In July 2018, Royal Vopak acquired 29 percent stake in Engro Elengy for $38 million.

=== Engro Connect ===
Engro Connect, established in 2021, serves as the telecommunications infrastructure arm of Engro. In 2025, it expanded significantly through a Scheme of arrangement that amalgamated Deodar, the telecom tower management subsidiary of Jazz, with approximately 10,500 telecom towers across Pakistan, into Engro Connect.

=== Engro Enfrashare ===
Established in 2018, Engro Enfrashare operates more than 3,950 telecommunication towers in Pakistan and is headquartered in Islamabad. Engro Enfrashare is a wholly owned subsidiary of Engro Connect which, in turn, is a part of Engro.

=== Engro Eximp ===
Engro Eximp Agriproducts was founded in 2011. It operates a plant for processing and finishing rice.

Engro Eximp FZE, a wholly owned subsidiary of Engro Eximp Agriproducts, began its operations in 2022 in the Jebel Ali Free Zone of Dubai.

== Joint ventures ==
=== Engro Vopak ===
Engro Vopak Terminal Limited was originally founded as Engro Paktank Terminal Limited as a joint venture between Royal Vopak and Engro.
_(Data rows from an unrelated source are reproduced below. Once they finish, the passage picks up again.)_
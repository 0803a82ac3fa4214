/*
 * Copyright 2025 Vijaykumar Singh
 *
 * Licensed under the Apache License, Version 2.0 (the "License");
 * you may not use this file except in compliance with the License.
 * You may obtain a copy of the License at
 *
 *     http://www.apache.org/licenses/LICENSE-2.0
 *
 * Unless required by applicable law or agreed to in writing, software
 * distributed under the License is distributed on an "AS IS" BASIS,
 * WITHOUT WARRANTIES OR CONDITIONS OF ANY KIND, either express or implied.
 * See the License for the specific language governing permissions and
 * limitations under the License.
 */

//! Unique id allocation for segments and logs

use parking_lot::Mutex;

use crate::core::{CompactionError, Result, UniqueId};

/// Hands out disjoint ids under concurrent use
pub trait IdAllocator: Send + Sync {
    fn alloc_one(&self) -> Result<UniqueId>;

    /// Returns `(start, count)`, covering ids `start..start + count`
    fn alloc(&self, count: u32) -> Result<(UniqueId, u32)>;
}

/// Allocator over the half-open range `[start, end)`
#[derive(Debug)]
pub struct LocalAllocator {
    name: &'static str,
    next: Mutex<UniqueId>,
    end: UniqueId,
}

impl LocalAllocator {
    pub fn new(name: &'static str, start: UniqueId, end: UniqueId) -> Self {
        Self {
            name,
            next: Mutex::new(start),
            end,
        }
    }

    /// Allocator with no practical upper bound
    pub fn unbounded(name: &'static str, start: UniqueId) -> Self {
        Self::new(name, start, UniqueId::MAX)
    }

    pub fn remaining(&self) -> i64 {
        (self.end - *self.next.lock()).max(0)
    }
}

impl IdAllocator for LocalAllocator {
    fn alloc_one(&self) -> Result<UniqueId> {
        let (start, _) = self.alloc(1)?;
        Ok(start)
    }

    fn alloc(&self, count: u32) -> Result<(UniqueId, u32)> {
        let mut next = self.next.lock();
        let start = *next;
        let stop = start.checked_add(count as i64).ok_or_else(|| {
            CompactionError::AllocatorExhausted(format!("{} allocator overflow", self.name))
        })?;
        if stop > self.end {
            return Err(CompactionError::AllocatorExhausted(format!(
                "{} allocator cannot hand out {} ids, {} left in [{}, {})",
                self.name,
                count,
                self.end - start,
                start,
                self.end
            )));
        }
        *next = stop;
        Ok((start, count))
    }
}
It was built at a cost of $60 million and was opened in May 1998. It provides storage for bulk liquid chemicals and liquefied petroleum gas (LPG), with a capacity of 82,400 cubic meters.
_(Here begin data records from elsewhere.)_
/*
 * Copyright 2025 Vijaykumar Singh
 *
 * Licensed under the Apache License, Version 2.0 (the "License");
 * you may not use this file except in compliance with the License.
 * You may obtain a copy of the License at
 *
 *     http://www.apache.org/licenses/LICENSE-2.0
 *
 * Unless required by applicable law or agreed to in writing, software
 * distributed under the License is distributed on an "AS IS" BASIS,
 * WITHOUT WARRANTIES OR CONDITIONS OF ANY KIND, either express or implied.
 * See the License for the specific language governing permissions and
 * limitations under the License.
 */

use serde::{Deserialize, Serialize};
use std::path::Path;
use std::time::Duration;

use super::error::{CompactionError, Result};

/// Environment variables with this prefix override file settings,
/// e.g. `CLUSTERING_COMPACTOR_WORKER_POOL_SIZE=4`
pub const ENV_PREFIX: &str = "CLUSTERING_COMPACTOR";

#[derive(Debug, Clone, Serialize, Deserialize)]
#[serde(default)]
pub struct CompactorConfig {
    /// Share of physical memory available to cluster buffers
    pub memory_buffer_ratio: f64,
    /// Absolute buffer budget in bytes; overrides `memory_buffer_ratio`
    pub memory_buffer_size: Option<u64>,
    /// Size of the mapping pool and of the flush pool
    pub worker_pool_size: usize,
    /// Preferred/max rows ratio used when buckets are sized from memory
    pub prefer_segment_size_ratio: f64,
    pub low_watermark_ratio: f64,
    pub high_watermark_ratio: f64,
    pub block_threshold_ratio: f64,
    /// Expected bytes per buffer, derives the memory-bound buffer count
    pub expected_binlog_size: u64,
    /// A writer holding this many bytes is full and gets flushed
    pub binlog_max_size: u64,
    pub backpressure_poll_interval_ms: u64,
    pub flush_queue_capacity: usize,
    /// Mapping re-checks rotation and watermarks every this many rows
    pub memory_check_interval_rows: u64,
    /// Object store prefix for insert/stats/bm25 logs
    pub root_path: String,
}

impl Default for CompactorConfig {
    fn default() -> Self {
        Self {
            memory_buffer_ratio: 0.1,
            memory_buffer_size: None,
            worker_pool_size: num_cpus::get().max(1),
            prefer_segment_size_ratio: 0.8,
            low_watermark_ratio: 0.3,
            high_watermark_ratio: 0.7,
            block_threshold_ratio: 1.0,
            expected_binlog_size: 16 * 1024 * 1024,
            binlog_max_size: 16 * 1024 * 1024,
            backpressure_poll_interval_ms: 200,
            flush_queue_capacity: 100,
            memory_check_interval_rows: 100,
            root_path: "files".to_string(),
        }
    }
}

impl CompactorConfig {
    /// Load defaults, then an optional TOML file, then environment overrides
    pub fn load(path: Option<&Path>) -> Result<Self> {
        let mut builder = config::Config::builder();
        if let Some(path) = path {
            builder = builder.add_source(config::File::from(path).required(true));
        }
        let settings = builder
            .add_source(config::Environment::with_prefix(ENV_PREFIX).try_parsing(true))
            .build()?;
        let config: CompactorConfig = settings.try_deserialize()?;
        config.validate()?;
        Ok(config)
    }

    pub fn validate(&self) -> Result<()> {
        if !(self.low_watermark_ratio < self.high_watermark_ratio
            && self.high_watermark_ratio <= self.block_threshold_ratio)
        {
            return Err(CompactionError::Config(format!(
                "watermarks must satisfy low < high <= block, got {} / {} / {}",
                self.low_watermark_ratio, self.high_watermark_ratio, self.block_threshold_ratio
            )));
        }
        if self.low_watermark_ratio < 0.0 {
            return Err(CompactionError::Config(
                "low watermark ratio must not be negative".to_string(),
            ));
        }
        if self.memory_buffer_ratio <= 0.0 && self.memory_buffer_size.is_none() {
            return Err(CompactionError::Config(
                "memory buffer ratio must be positive".to_string(),
            ));
        }
        if self.expected_binlog_size == 0
            || self.binlog_max_size == 0
            || self.flush_queue_capacity == 0
            || self.memory_check_interval_rows == 0
        {
            return Err(CompactionError::Config(
                "binlog sizes, flush queue capacity and check interval must be non-zero"
                    .to_string(),
            ));
        }
        if !(self.prefer_segment_size_ratio > 0.0 && self.prefer_segment_size_ratio <= 1.0) {
            return Err(CompactionError::Config(format!(
                "prefer segment size ratio must be in (0, 1], got {}",
                self.prefer_segment_size_ratio
            )));
        }
        Ok(())
    }

    pub fn worker_pool_size(&self) -> usize {
        self.worker_pool_size.max(1)
    }

    pub fn backpressure_poll_interval(&self) -> Duration {
        Duration::from_millis(self.backpressure_poll_interval_ms.max(1))
    }

    /// Byte budget for all cluster buffers of one run
    pub fn memory_buffer_size(&self) -> u64 {
        if let Some(size) = self.memory_buffer_size {
            return size;
        }
        let mut system = sysinfo::System::new();
        system.refresh_memory();
        (system.total_memory() as f64 * self.memory_buffer_ratio) as u64
    }
}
In 2011, Engro Vopak was fined PKR 10 million for signing a monopolistic contract with Port Qasim Authority.

=== FrieslandCampina Engro Pakistan ===
Established in 2006, FrieslandCampina Engro is a joint venture with Royal FrieslandCampina. Its brands include Tarang, Olpers, Omung, and Omoré.

==Philanthropy==

Engro's social investment programs are managed by Engro Foundation.
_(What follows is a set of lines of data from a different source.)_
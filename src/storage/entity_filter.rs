/*
 * Copyright 2025 Vijaykumar Singh
 *
 * Licensed under the Apache License, Version 2.0 (the "License");
 * you may not use this file except in compliance with the License.
 * You may obtain a copy of the License at
 *
 *     http://www.apache.org/licenses/LICENSE-2.0
 *
 * Unless required by applicable law or agreed to in writing, software
 * distributed under the License is distributed on an "AS IS" BASIS,
 * WITHOUT WARRANTIES OR CONDITIONS OF ANY KIND, either express or implied.
 * See the License for the specific language governing permissions and
 * limitations under the License.
 */

//! Row filter combining deletes and collection TTL

use std::collections::HashMap;

use crate::core::{parse_ts, PrimaryKey};

/// Decides per row whether it survives compaction.
///
/// "Now" is captured once by the caller so every segment of a run evaluates
/// TTL against the same instant.
#[derive(Debug)]
pub struct EntityFilter {
    deleted: HashMap<PrimaryKey, u64>,
    ttl_ms: i64,
    now_ms: i64,
    deleted_count: u64,
    expired_count: u64,
}

impl EntityFilter {
    pub fn new(deleted: HashMap<PrimaryKey, u64>, ttl_ms: i64, now_ms: i64) -> Self {
        Self {
            deleted,
            ttl_ms,
            now_ms,
            deleted_count: 0,
            expired_count: 0,
        }
    }

    /// TTL-only filter
    pub fn ttl_only(ttl_ms: i64, now_ms: i64) -> Self {
        Self::new(HashMap::new(), ttl_ms, now_ms)
    }

    /// Returns true when the row must be dropped
    pub fn filtered(&mut self, pk: &PrimaryKey, ts: u64) -> bool {
        if self.is_deleted(pk, ts) {
            self.deleted_count += 1;
            return true;
        }
        if self.is_expired(ts) {
            self.expired_count += 1;
            return true;
        }
        false
    }

    fn is_deleted(&self, pk: &PrimaryKey, ts: u64) -> bool {
        matches!(self.deleted.get(pk), Some(delete_ts) if ts < *delete_ts)
    }

    fn is_expired(&self, ts: u64) -> bool {
        if self.ttl_ms <= 0 {
            return false;
        }
        let (physical_ms, _) = parse_ts(ts);
        physical_ms.saturating_add(self.ttl_ms) < self.now_ms
    }

    pub fn deleted_count(&self) -> u64 {
        self.deleted_count
    }

    pub fn expired_count(&self) -> u64 {
        self.expired_count
    }

    /// Number of delete records loaded from deltalogs
    pub fn deltalog_delete_count(&self) -> u64 {
        self.deleted.len() as u64
    }

    /// Deletes whose primary key never matched a row
    pub fn missing_delete_count(&self) -> u64 {
        self.deltalog_delete_count().saturating_sub(self.deleted_count)
    }
}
In 2012, Engro Foundation launched I Am The Change Awards to recognize individuals who are working for the betterment of people and hard-hit communities. In 2020, the Foundation also signed a three-year memorandum of cooperation with the Bill and Melinda Gates Foundation to promote the well-being of vulnerable and marginalised segments of society.

==Leadership==
=== List of chief executive officers ===
- Asad Umar (2004–2012)
- Ali Ansari (2012–2015)
- Khalid Siraj Subhani (2015–2016)
- Ghias Khan (2016–2024)
- Ahsan Zafar Syed (April 2024–present)

===Board of directors===
Engro's board of directors includes one executive director, five independent directors, and four non-executive directors. Hussain Dawood has been the Engro Corporation chairman since 2006.